Reranking search results using the Cohere Rerank model

A reranking pipeline can rerank search results, providing a relevance score for each document in the search results with respect to the search query. The relevance score is calculated by a cross-encoder model.

This tutorial illustrates how to use the Cohere Rerank model in a reranking pipeline.

Replace the placeholders beginning with the prefix your_ with your own values.

Step 1: Register a Cohere Rerank model

Create a connector for the Cohere Rerank model:

  1. POST /_plugins/_ml/connectors/_create
  2. {
  3. "name": "cohere-rerank",
  4. "description": "The connector to Cohere reanker model",
  5. "version": "1",
  6. "protocol": "http",
  7. "credential": {
  8. "cohere_key": "your_cohere_api_key"
  9. },
  10. "parameters": {
  11. "model": "rerank-english-v2.0"
  12. },
  13. "actions": [
  14. {
  15. "action_type": "predict",
  16. "method": "POST",
  17. "url": "https://api.cohere.ai/v1/rerank",
  18. "headers": {
  19. "Authorization": "Bearer ${credential.cohere_key}"
  20. },
  21. "request_body": "{ \"documents\": ${parameters.documents}, \"query\": \"${parameters.query}\", \"model\": \"${parameters.model}\", \"top_n\": ${parameters.top_n} }",
  22. "pre_process_function": "connector.pre_process.cohere.rerank",
  23. "post_process_function": "connector.post_process.cohere.rerank"
  24. }
  25. ]
  26. }

copy

Use the connector ID from the response to register a Cohere Rerank model:

  1. POST /_plugins/_ml/models/_register?deploy=true
  2. {
  3. "name": "cohere rerank model",
  4. "function_name": "remote",
  5. "description": "test rerank model",
  6. "connector_id": "your_connector_id"
  7. }

copy

Note the model ID in the response; you’ll use it in the following steps.

Test the model by calling the Predict API:

  1. POST _plugins/_ml/models/your_model_id/_predict
  2. {
  3. "parameters": {
  4. "query": "What is the capital of the United States?",
  5. "documents": [
  6. "Carson City is the capital city of the American state of Nevada.",
  7. "The Commonwealth of the Northern Mariana Islands is a group of islands in the Pacific Ocean.
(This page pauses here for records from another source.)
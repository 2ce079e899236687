use sprintcap_core::PlannerResult;

pub mod board_commands;
pub mod sprint_commands;
pub mod task_commands;

pub use board_commands::*;
pub use sprint_commands::*;
pub use task_commands::*;

use crate::{ChangeLedger, Sprint, Task};

/// Trait for board commands that mutate state
/// Commands represent intent; stale ids make them a no-op, never an error
pub trait Command: Send + Sync {
    /// Execute this command, mutating the board state
    fn execute(&self, context: &mut CommandContext) -> PlannerResult<()>;

    /// Human-readable description of what this command does
    fn description(&self) -> String;
}

/// Context passed to commands for mutation
/// Contains references to everything the board owns
pub struct CommandContext<'a> {
    pub tasks: &'a mut Vec<Task>,
    pub sprints: &'a mut Vec<Sprint>,
    pub ledger: &'a mut ChangeLedger,
    pub is_demo_mode: &'a mut bool,
    pub filter_assignee: &'a mut Option<String>,
    changed: bool,
}

impl<'a> CommandContext<'a> {
    pub fn new(
        tasks: &'a mut Vec<Task>,
        sprints: &'a mut Vec<Sprint>,
        ledger: &'a mut ChangeLedger,
        is_demo_mode: &'a mut bool,
        filter_assignee: &'a mut Option<String>,
    ) -> Self {
        Self {
            tasks,
            sprints,
            ledger,
            is_demo_mode,
            filter_assignee,
            changed: false,
        }
    }

    /// Record that the command altered state and a snapshot is due.
    pub fn mark_changed(&mut self) {
        self.changed = true;
    }

    pub fn has_changed(&self) -> bool {
        self.changed
    }

    pub fn task_mut(&mut self, task_id: &str) -> Option<&mut Task> {
        self.tasks.iter_mut().find(|t| t.id == task_id)
    }

    pub fn sprint_mut(&mut self, name: &str) -> Option<&mut Sprint> {
        self.sprints.iter_mut().find(|s| s.name == name)
    }
}
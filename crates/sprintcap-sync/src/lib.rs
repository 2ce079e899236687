pub mod coordinator;
pub mod credentials;
pub mod error;
pub mod mapper;
pub mod remote;

pub use coordinator::{ApiConnector, HttpConnector, PullOutcome, PushReport, SyncCoordinator, SyncSettings, SyncStatus};
pub use credentials::{CredentialSource, Credentials, StaticCredentials};
pub use error::SyncError;
pub use mapper::{export_changes, import_remote, ExportReport, FieldConfig, ImportResult};
pub use remote::{HttpRemoteClient, RemoteApi};
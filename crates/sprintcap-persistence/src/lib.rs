pub mod sink;
pub mod store;
pub mod traits;

pub use sink::{save_channel, spawn_save_worker, ChannelSink};
pub use store::*;
pub use traits::*;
Its capital is Saipan.",
  8. "Washington, D.C. (also known as simply Washington or D.C., and officially as the District of Columbia) is the capital of the United States. It is a federal district.",
  9. "Capital punishment (the death penalty) has existed in the United States since beforethe United States was a country. As of 2017, capital punishment is legal in 30 of the 50 states."
  10. ],
  11. "top_n": 4
  12. }
  13. }

To ensure compatibility with the rerank pipeline, the top_n value must be the same as the length of the documents list.

You can customize the number of top documents returned in the response by providing the size parameter. For more information, see Step 2.3.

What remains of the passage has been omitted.